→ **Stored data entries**
Start of Block
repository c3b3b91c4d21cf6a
use thiserror::Error;

#[derive(Error, Debug)]
pub enum DiError {
    #[error("Cannot resolve annotation '{annotation}' of parameter '{parameter}' in {callable}: {reason}")]
    AnnotationResolution {
        callable: String,
        parameter: String,
        annotation: String,
        reason: String,
    },

    #[error("Unknown parameter {parameter} for function {callable} with type {annotation}")]
    UnknownParameter {
        callable: String,
        parameter: String,
        annotation: String,
    },

    #[error("Dependency cannot be empty: parameter '{parameter}' of {callable} has no target and no usable annotation")]
    MissingDependencyTarget { callable: String, parameter: String },

    #[error("Type mismatch for field '{field}' of {callable}: expected {expected}, got {actual}")]
    TypeMismatch {
        field: String,
        callable: String,
        expected: String,
        actual: String,
    },

    #[error("Cyclic dependency detected: {chain}")]
    CyclicDependency { chain: String },

    #[error("Dependency depth limit {limit} exceeded while parsing {callable}")]
    DepthLimitExceeded { callable: String, limit: usize },

    #[error("Parameter '{parameter}' of {callable} is annotated {annotation}, which conflicts with {param}")]
    IncompatibleAnnotation {
        callable: String,
        parameter: String,
        annotation: String,
        param: String,
    },

    #[error("Missing required input '{parameter}' for {callable}")]
    MissingInput { callable: String, parameter: String },

    /// Raised by [`Kwargs::require`](crate::Kwargs::require); [`Callable::invoke`](crate::Callable::invoke)
    /// turns it into [`DiError::MissingInput`] naming the callable.
    #[error("Missing keyword argument '{parameter}'")]
    MissingArgument { parameter: String },

    #[error("Failed to downcast '{name}', required: '{required_type}' actual: '{actual_type}'")]
    DowncastFailed {
        name: String,
        required_type: &'static str,
        actual_type: &'static str,
    },

    #[error("Call to {callable} failed: {message}")]
    CallFailed { callable: String, message: String },

    #[error("Configuration validation error in field '{field}': {message}")]
    ConfigValidationError { field: String, message: String },

    #[error("Invalid configuration value for '{field}' = '{value}': {reason}")]
    InvalidConfigValueError {
        field: String,
        value: String,
        reason: String,
    },

    #[error("IO error: {0}")]
    IoError(#[from] std::io::Error),
}

/// 錯誤分類
#[derive(Debug, Clone, Copy, PartialEq, Eq)]
pub enum ErrorCategory {
    /// 依賴圖接線錯誤 (parse 階段)
    Wiring,
    /// 數據與型別契約錯誤 (solve 階段)
    Data,
    Config,
    System,
}

impl DiError {
    pub fn category(&self) -> ErrorCategory {
        match self {
            DiError::AnnotationResolution { .. }
            | DiError::UnknownParameter { .. }
            | DiError::MissingDependencyTarget { .. }
            | DiError::CyclicDependency { .. }
            | DiError::DepthLimitExceeded { .. }
            | DiError::IncompatibleAnnotation { .. } => ErrorCategory::Wiring,
            DiError::TypeMismatch { .. }
            | DiError::MissingInput { .. }
            | DiError::MissingArgument { .. }
            | DiError::DowncastFailed { .. }
            | DiError::CallFailed { .. } => ErrorCategory::Data,
            DiError::ConfigValidationError { .. } | DiError::InvalidConfigValueError { .. } => {
                ErrorCategory::Config
            }
            DiError::IoError(_) => ErrorCategory::System,
        }
    }

    pub fn recovery_suggestion(&self) -> &'static str {
        match self {
            DiError::AnnotationResolution { .. } => {
                "Register the annotated type in the callable's scope or use a concrete type"
            }
            DiError::UnknownParameter { .. } => {
                "Annotate the parameter with an injectable type, rename it to a reserved name, or give it a depends() default"
            }
            DiError::MissingDependencyTarget { .. } => {
                "Pass an explicit callable to depends() or register a factory for the annotated type"
            }
            DiError::TypeMismatch { .. } => {
                "Check that the provider returns the type declared on the parameter"
            }
            DiError::CyclicDependency { .. } | DiError::DepthLimitExceeded { .. } => {
                "Break the dependency chain so that no callable depends on itself"
            }
            DiError::IncompatibleAnnotation { .. } => {
                "Align the parameter annotation with the type the pre-built param produces"
            }
            DiError::MissingInput { .. } => "Supply the value in the external inputs",
            DiError::MissingArgument { .. } => {
                "Look the value up under a parameter the callable declares"
            }
            DiError::DowncastFailed { .. } => "Request the value with the type it was injected as",
            DiError::CallFailed { .. } => "Inspect the failing callable body",
            DiError::ConfigValidationError { .. } | DiError::InvalidConfigValueError { .. } => {
                "Fix the configuration file and try again"
            }
            DiError::IoError(_) => "Check that the file exists and is readable",
        }
    }

    /// Attribute a body-level lookup failure to the callable that made it.
    pub fn within(self, callable: &str) -> Self {
        match self {
            DiError::MissingArgument { parameter } => DiError::MissingInput {
                callable: callable.to_string(),
                parameter,
            },
            other => other,
        }
    }

    pub fn user_friendly_message(&self) -> String {
        match self.category() {
            ErrorCategory::Wiring => format!("Dependency wiring error: {}", self),
            ErrorCategory::Data => format!("Dependency resolution failed: {}", self),
            ErrorCategory::Config => format!("Configuration error: {}", self),
            ErrorCategory::System => format!("System error: {}", self),
        }
    }
}

pub type Result<T> = std::result::Result<T, DiError>;

#[cfg(test)]
mod tests {
    use super::*;

    #[test]
    fn test_error_categories() {
        let err = DiError::UnknownParameter {
            callable: "f".to_string(),
            parameter: "x".to_string(),
            annotation: "i32".to_string(),
        };
        assert_eq!(err.category(), ErrorCategory::Wiring);

        let err = DiError::TypeMismatch {
            field: "x".to_string(),
            callable: "f".to_string(),
            expected: "i32".to_string(),
            actual: "u8".to_string(),
        };
        assert_eq!(err.category(), ErrorCategory::Data);
        assert!(err.user_friendly_message().starts_with("Dependency resolution failed"));
    }

    #[test]
    fn test_unknown_parameter_message_names_everything() {
        let err = DiError::UnknownParameter {
            callable: "handler".to_string(),
            parameter: "count".to_string(),
            annotation: "u32".to_string(),
        };
        let msg = err.to_string();
        assert!(msg.contains("handler"));
        assert!(msg.contains("count"));
        assert!(msg.contains("u32"));
    }

    #[test]
    fn test_missing_argument_is_attributed_to_callable() {
        let err = DiError::MissingArgument {
            parameter: "dep".to_string(),
        }
        .within("test_func");
        match err {
            DiError::MissingInput {
                callable,
                parameter,
            } => {
                assert_eq!(callable, "test_func");
                assert_eq!(parameter, "dep");
            }
            other => panic!("unexpected: {:?}", other),
        }

        let untouched = DiError::CyclicDependency {
            chain: "a -> a".to_string(),
        }
        .within("b");
        assert!(matches!(untouched, DiError::CyclicDependency { .. }));
    }
}
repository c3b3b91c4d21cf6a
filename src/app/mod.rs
pub mod demo;
// Domain layer: injectable domain types, default/solve states and the param ports.

pub mod model;
pub mod ports;
pub mod app;
pub mod config;
pub mod core;
pub mod domain;
pub mod utils;

#[cfg(feature = "cli")]
pub use config::CliConfig;
pub use config::ResolverConfig;

pub use core::dependent::{Dependent, ModelField, ParseOptions};
pub use core::params::{depends, DependsMarker, ParamRegistry, ValueParam};
pub use core::resolver::{parse, Resolver};
pub use core::signature::{Callable, Parameter, Scope};
pub use core::types::{Injected, Kwargs, TypeExpr, TypeInfo};
pub use domain::model::{Person, TestObj};
pub use utils::error::{DiError, Result};
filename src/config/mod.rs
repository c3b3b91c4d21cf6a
#[cfg(feature = "cli")]
pub mod cli;
pub mod toml_config;

#[cfg(feature = "cli")]
pub use cli::CliConfig;
pub use toml_config::ResolverConfig;
//! # formgate
//!
//! Validate untrusted form submissions and coerce them into typed values,
//! collecting one error message per rejected field.
//!
//! ## Quick Start
//!
//! ```rust
//! use formgate::{FormData, FormValidator};
//!
//! let form = FormData::from_urlencoded("name=+Ada+&age=36&toppings[]=ham").unwrap();
//!
//! let mut check = FormValidator::new(&form);
//! let name = check.required_string("name", "Name", 40);
//! let age = check.required_int("age", "Age", 3, 18, 120);
//! let toppings = check.multiple_checkboxes("toppings", "Toppings", &["ham", "cheese"]);
//!
//! assert_eq!(name.as_deref(), Some("Ada"));
//! assert_eq!(age, Some(36));
//! assert_eq!(toppings, Some(vec!["ham".to_string()]));
//! assert!(check.finish().is_ok());
//! ```
//!
//! ## Schemas
//!
//! Forms can also be described in TOML and validated in one call; see
//! [`FormSchema`].
//!
//! ## Architecture
//!
//! - **`formgate-validation`** - the engine: field sources, the validation
//!   pipeline, [`FormValidator`] and the error collection
//! - **`formgate`** (this crate) - request-body adapters ([`FormData`]) and
//!   declarative schemas, re-exporting the engine

pub mod form_data;
pub mod schema;

// Re-export the engine
pub use formgate_validation as validation;
pub use formgate_validation::{
    Bounds, Control, FieldErrors, FieldSource, FieldValue, FormValidator, Outcome, Presence, RawValue,
    ValidationError, Value,
};

pub use form_data::FormData;
pub use schema::{FieldKind, FieldRule, FormSchema, PresenceRule, Submission};
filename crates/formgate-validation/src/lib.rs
//! formgate validation engine
//!
//! Validates and coerces raw, textual form input into typed values while
//! collecting one human-readable message per failed field.
//!
//! Every validator runs the same stages in the same order:
//! extract the field, measure its trimmed length, coerce it to the target
//! type, then check range or membership.
//!
//! ```
//! use std::collections::HashMap;
//! use formgate_validation::FormValidator;
//!
//! let mut input = HashMap::new();
//! input.insert("age".to_string(), " 42 ".to_string());
//!
//! let mut form = FormValidator::new(&input);
//! let age = form.required_int("age", "Age", 3, 1, 120);
//! let nick = form.optional_string("nickname", "Nickname", 20);
//!
//! assert_eq!(age, Some(42));
//! assert_eq!(nick, None);
//! assert!(form.finish().is_ok());
//! ```

pub mod collection;
pub mod errors;
pub mod numeric;
pub mod outcome;
pub mod pipeline;
pub mod source;
pub mod string;
pub mod validator;
pub mod value;

pub use errors::{Control, FieldErrors, ValidationError};
pub use outcome::Outcome;
pub use numeric::Bounds;
pub use pipeline::Presence;
pub use source::{FieldSource, FieldValue, RawValue};
pub use validator::FormValidator;
pub use value::Value;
End of Block
→ **Task requirements**
Provide solely the number of lines in the data that include the word "nick".

→ **Exercise response**
2